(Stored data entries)
_____
//! Event-list micro-benchmarks: insert, pop, and cancel throughput.

use criterion::{criterion_group, criterion_main, BatchSize, Criterion};

use cadence_core::{EventList, SimEvent, Ticks, NORMAL_PRIORITY};

fn filled_list(n: u64) -> EventList<Ticks> {
    let mut list = EventList::new();
    for i in 0..n {
        // Spread times so the tree has realistic shape; collide every
        // fourth event to exercise the seq tie-break.
        list.insert(SimEvent::new(Ticks(i / 4), NORMAL_PRIORITY, || Ok(())));
    }
    list
}

fn bench_insert(c: &mut Criterion) {
    c.bench_function("eventlist_insert_10k", |b| {
        b.iter_batched(
            EventList::<Ticks>::new,
            |mut list| {
                for i in 0..10_000u64 {
                    list.insert(SimEvent::new(Ticks(i % 512), NORMAL_PRIORITY, || Ok(())));
                }
                list
            },
            BatchSize::SmallInput,
        )
    });
}

fn bench_pop(c: &mut Criterion) {
    c.bench_function("eventlist_drain_10k", |b| {
        b.iter_batched(
            || filled_list(10_000),
            |mut list| {
                while list.pop_first().is_some() {}
                list
            },
            BatchSize::SmallInput,
        )
    });
}

fn bench_cancel(c: &mut Criterion) {
    c.bench_function("eventlist_cancel_10k", |b| {
        b.iter_batched(
            || {
                let mut list = EventList::new();
                let handles: Vec<_> = (0..10_000u64)
                    .map(|i| list.insert(SimEvent::new(Ticks(i / 4), NORMAL_PRIORITY, || Ok(()))))
                    .collect();
                (list, handles)
            },
            |(mut list, handles)| {
                for handle in &handles {
                    list.remove(handle);
                }
                list
            },
            BatchSize::SmallInput,
        )
    });
}

criterion_group!(benches, bench_insert, bench_pop, bench_cancel);
criterion_main!(benches);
_____
| EXERCISE PROMPT |
From the entries above, collect every line with the string "SimEvent" in it.

| PROBLEM SOLUTION |
use cadence_core::{EventList, SimEvent, Ticks, NORMAL_PRIORITY};
        list.insert(SimEvent::new(Ticks(i / 4), NORMAL_PRIORITY, || Ok(())));
                    list.insert(SimEvent::new(Ticks(i % 512), NORMAL_PRIORITY, || Ok(())));
                    .map(|i| list.insert(SimEvent::new(Ticks(i / 4), NORMAL_PRIORITY, || Ok(()))))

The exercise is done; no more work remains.